[Exercise description] The answer should be each line from the entries below that has the word "snapshot" in it.
---------------
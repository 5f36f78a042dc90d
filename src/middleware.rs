//! The canonical middleware chain (spec.md §4.E).
//!
//! Most steps are built from the teacher's own filter combinators
//! (`Handler::request_filter`, `Handler::res_filter`); steps that need both
//! the inbound request and the outgoing response in the same place
//! (request logging, panic recovery, CORS) are small dedicated wrapper
//! structs in the same style as `auth::Authenticator`.
use std::collections::{HashMap, HashSet};
use std::panic::{self, AssertUnwindSafe};
use std::sync::Arc;
use std::time::Instant;

use log::Level;
use uuid::Uuid;

use crate::context::RequestContext;
use crate::handler::{Handler, Res};
use crate::request::{Header, Method, Request};
use crate::response::Response;
use crate::settings::{CorrelationIdMode, CorsSettings, RequestSettings};

/// Attach process-wide settings to the context (spec.md §4.E step 1). This
/// must run before every later middleware step, which all read settings
/// off the context rather than taking their own copy.
pub fn attach_settings<H, I, O, E>(
    handler: H,
    settings: Arc<RequestSettings>,
) -> impl Handler<I, O, E, RequestContext>
where
    H: Handler<I, O, E, RequestContext>,
    I: 'static + Sync,
    O: 'static + Sync,
    E: 'static + Sync,
{
    handler.request_filter(move |request: Request<I>, context: &mut RequestContext| {
        context.set_settings(settings.clone());
        Ok(request)
    })
}

/// Assign or reuse the correlation id (spec.md §4.E step 2, §3 "Correlation
/// id"). Must run after [`attach_settings`].
///
/// This is also the single point every response, success or error, funnels
/// back through before leaving the handler chain, so the response-side half
/// of this middleware is where the correlation id is written onto the
/// configured header (spec.md §3 "Attached to both the request context and
/// the response headers under the configured header name").
pub fn correlation_id<H, I, O, E>(handler: H) -> impl Handler<I, O, E, RequestContext>
where
    H: Handler<I, O, E, RequestContext>,
    I: 'static + Sync,
    O: 'static + Sync,
    E: 'static + Sync,
{
    handler
        .request_filter(|request: Request<I>, context: &mut RequestContext| {
            let header_name = context.settings().request_id_header.clone();
            let mode = context.settings().request_id_mode;
            let incoming = request.headers.get(&Header::new(&header_name)).cloned();
            let id = match (mode, incoming) {
                (CorrelationIdMode::AcceptFromHeader, Some(id)) if !id.is_empty() => id,
                _ => Uuid::now_v7().to_string(),
            };
            context.set_correlation_id(id);
            Ok(request)
        })
        .res_filter(|result: Res<O, E>, context: &mut RequestContext| {
            let header_name = context.settings().request_id_header.clone();
            let id = match context.correlation_id() {
                Some(id) => id.to_string(),
                None => return result,
            };
            match result {
                Ok(response) => Ok(response.with_header(&header_name, &id)),
                Err(response) => Err(response.with_header(&header_name, &id)),
            }
        })
}

/// Build the request-scoped logger, carrying the correlation id, method and
/// path on every subsequent log line (spec.md §4.E step 3). Must run after
/// [`correlation_id`].
pub fn inject_logger<H, I, O, E>(handler: H) -> impl Handler<I, O, E, RequestContext>
where
    H: Handler<I, O, E, RequestContext>,
    I: 'static + Sync,
    O: 'static + Sync,
    E: 'static + Sync,
{
    handler.request_filter(|request: Request<I>, context: &mut RequestContext| {
        let mut logger = crate::context::ScopedLogger::new()
            .with_field("method", &request.method.to_string())
            .with_field("path", &request.path);
        if let Some(id) = context.correlation_id() {
            logger = logger.with_field("request_id", id);
        }
        context.set_logger(logger);
        Ok(request)
    })
}

/// Recover from a handler panic, logging it (with a backtrace) and writing
/// the canonical error body instead of tearing down the connection (spec.md
/// §4.E "Panic recovery", §7 scenario #6). Should wrap as close to the
/// handler as possible so later middleware (CORS, request logging) still
/// sees the substituted response.
///
/// Bound to the raw byte pipeline, like [`crate::json_engine::JsonHandler`],
/// because the substitute response goes through
/// [`crate::error::write_error`], which always produces a `Response<Vec<u8>>`.
pub struct PanicRecovery<H> {
    handler: H,
}

impl<H> PanicRecovery<H> {
    pub fn new(handler: H) -> Self {
        Self { handler }
    }
}

impl<H> Handler<Vec<u8>, Vec<u8>, Vec<u8>, RequestContext> for PanicRecovery<H>
where
    H: Handler<Vec<u8>, Vec<u8>, Vec<u8>, RequestContext>,
{
    fn handle(&self, request: Request<Vec<u8>>, context: &mut RequestContext) -> Res<Vec<u8>, Vec<u8>> {
        let path = request.path.clone();
        let method = request.method;
        let handler = &self.handler;
        match panic::catch_unwind(AssertUnwindSafe(|| handler.handle(request, context))) {
            Ok(result) => result,
            Err(payload) => {
                let message = panic_message(&payload);
                let backtrace = std::backtrace::Backtrace::force_capture();
                context
                    .logger()
                    .error(&format!("handler panicked: {}\n{}", message, backtrace));
                let mut snapshot = Request::default();
                snapshot.path = path;
                snapshot.method = method;
                let request_id = context.correlation_id().map(|s| s.to_string());
                Err(crate::error::write_error(
                    &snapshot,
                    request_id.as_deref(),
                    crate::error::ApiError::internal(message),
                ))
            }
        }
    }
}

fn panic_message(payload: &(dyn std::any::Any + Send)) -> String {
    if let Some(s) = payload.downcast_ref::<&str>() {
        s.to_string()
    } else if let Some(s) = payload.downcast_ref::<String>() {
        s.clone()
    } else {
        "unknown panic".to_string()
    }
}

/// CORS handling (spec.md §4.E "CORS"): answers preflight `OPTIONS`
/// requests directly and adds `Access-Control-Allow-*` headers to every
/// other response when the request carries a recognized `Origin`.
pub struct Cors<H> {
    handler: H,
}

impl<H> Cors<H> {
    pub fn new(handler: H) -> Self {
        Self { handler }
    }
}

impl<H, I, O, E> Handler<I, O, E, RequestContext> for Cors<H>
where
    H: Handler<I, O, E, RequestContext>,
    I: 'static + Sync,
    O: 'static + Sync,
    E: 'static + Sync,
{
    fn handle(&self, request: Request<I>, context: &mut RequestContext) -> Res<O, E> {
        let origin = request.headers.get(&Header::new("origin")).cloned();
        let cors = context.settings().cors.clone();

        if request.method == Method::OPTIONS && origin.is_some() {
            return Ok(apply_cors_headers(Response::new(204), origin.as_deref(), &cors));
        }

        match self.handler.handle(request, context) {
            Ok(response) => Ok(apply_cors_headers(response, origin.as_deref(), &cors)),
            Err(response) => Err(apply_cors_headers(response, origin.as_deref(), &cors)),
        }
    }
}

fn apply_cors_headers<T>(mut response: Response<T>, origin: Option<&str>, cors: &CorsSettings) -> Response<T> {
    if let Some(origin) = origin {
        if cors.allows_origin(origin) {
            response = response
                .with_header("Access-Control-Allow-Origin", origin)
                .with_header("Access-Control-Allow-Methods", &cors.allowed_methods.join(", "))
                .with_header("Access-Control-Allow-Headers", &cors.allowed_headers.join(", "));
            if cors.allow_credentials {
                response = response.with_header("Access-Control-Allow-Credentials", "true");
            }
        }
    }
    response
}

/// Which paths skip request logging, and what level logs a given path at
/// (spec.md §4.E "Request logger"). Built once at bootstrap and treated as
/// read-only once the server starts serving.
#[derive(Debug, Clone, Default)]
pub struct RequestLoggerConfig {
    excluded_paths: HashSet<String>,
    level_overrides: HashMap<String, Level>,
}

impl RequestLoggerConfig {
    pub fn new() -> Self {
        Self::default()
    }
    pub fn exclude_path(mut self, path: &str) -> Self {
        self.excluded_paths.insert(path.to_string());
        self
    }
    pub fn with_level_for_path(mut self, path: &str, level: Level) -> Self {
        self.level_overrides.insert(path.to_string(), level);
        self
    }
    fn level_for(&self, path: &str) -> Level {
        self.level_overrides.get(path).copied().unwrap_or(Level::Info)
    }
}

/// Log one line per request, with the method, path, outcome status and
/// duration, unless the path is excluded.
pub struct RequestLogger<H> {
    handler: H,
    config: RequestLoggerConfig,
}

impl<H> RequestLogger<H> {
    pub fn new(handler: H, config: RequestLoggerConfig) -> Self {
        Self { handler, config }
    }
}

impl<H, I, O, E> Handler<I, O, E, RequestContext> for RequestLogger<H>
where
    H: Handler<I, O, E, RequestContext>,
    I: 'static + Sync,
    O: 'static + Sync,
    E: 'static + Sync,
{
    fn handle(&self, request: Request<I>, context: &mut RequestContext) -> Res<O, E> {
        let path = request.path.clone();
        let method = request.method;
        if self.config.excluded_paths.contains(&path) {
            return self.handler.handle(request, context);
        }
        let start = Instant::now();
        let result = self.handler.handle(request, context);
        let elapsed_ms = start.elapsed().as_millis();
        let (status, outcome) = match &result {
            Ok(r) => (r.status_code, "ok"),
            Err(r) => (r.status_code, "error"),
        };
        context.logger().log_at(
            self.config.level_for(&path),
            &format!("{} {} -> {} {} ({}ms)", method, path, status, outcome, elapsed_ms),
        );
        result
    }
}

#[cfg(test)]
mod test {
    use super::*;
    use crate::request::Request;

    fn ok(_req: Request<Vec<u8>>, _ctx: &mut RequestContext) -> Res<Vec<u8>, Vec<u8>> {
        Ok(Response::new(200))
    }

    fn panics(_req: Request<Vec<u8>>, _ctx: &mut RequestContext) -> Res<Vec<u8>, Vec<u8>> {
        panic!("boom");
    }

    #[test]
    fn test_correlation_id_generated_when_absent() {
        let handler = inject_logger(correlation_id(attach_settings(ok, Arc::new(RequestSettings::default()))));
        let mut context = RequestContext::default();
        handler.handle(Request::default(), &mut context).unwrap();
        assert!(context.correlation_id().is_some());
    }

    #[test]
    fn test_correlation_id_reused_from_header() {
        let handler = correlation_id(attach_settings(ok, Arc::new(RequestSettings::default())));
        let mut context = RequestContext::default();
        let request = Request::default().with_header("X-Request-Id", "req-123");
        handler.handle(request, &mut context).unwrap();
        assert_eq!(context.correlation_id(), Some("req-123"));
    }

    #[test]
    fn test_correlation_id_written_onto_response_header() {
        let handler = correlation_id(attach_settings(ok, Arc::new(RequestSettings::default())));
        let mut context = RequestContext::default();
        let request = Request::default().with_header("X-Request-Id", "req-123");
        let response = handler.handle(request, &mut context).unwrap();
        assert_eq!(response.headers().get("X-Request-Id"), Some(&"req-123".to_string()));
    }

    #[test]
    fn test_panic_recovery_returns_500() {
        let handler = PanicRecovery::new(panics);
        let mut context = RequestContext::default();
        let err = handler.handle(Request::default(), &mut context).unwrap_err();
        assert_eq!(err.status_code, 500);
    }

    #[test]
    fn test_cors_preflight_answered_directly() {
        let handler = Cors::new(ok);
        let mut context = RequestContext::default();
        context.set_settings(Arc::new(RequestSettings {
            cors: CorsSettings {
                allowed_origins: vec!["https://example.com".to_string()],
                ..CorsSettings::default()
            },
            ..RequestSettings::default()
        }));
        let mut request = Request::default()
            .with_header("origin", "https://example.com")
            .with_header("host", "localhost");
        request.method = Method::OPTIONS;
        let response = handler.handle(request, &mut context).unwrap();
        assert_eq!(response.status_code, 204);
        assert_eq!(response.headers().get("Access-Control-Allow-Origin"), Some(&"https://example.com".to_string()));
    }

    #[test]
    fn test_request_logger_skips_excluded_path() {
        let config = RequestLoggerConfig::new().exclude_path("/healthz");
        let handler = RequestLogger::new(ok, config);
        let mut context = RequestContext::default();
        let mut request = Request::default();
        request.path = "/healthz".to_string();
        handler.handle(request, &mut context).unwrap();
    }
}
---------------
[Solution for this problem]
                let mut snapshot = Request::default();
                snapshot.path = path;
                snapshot.method = method;
                    &snapshot,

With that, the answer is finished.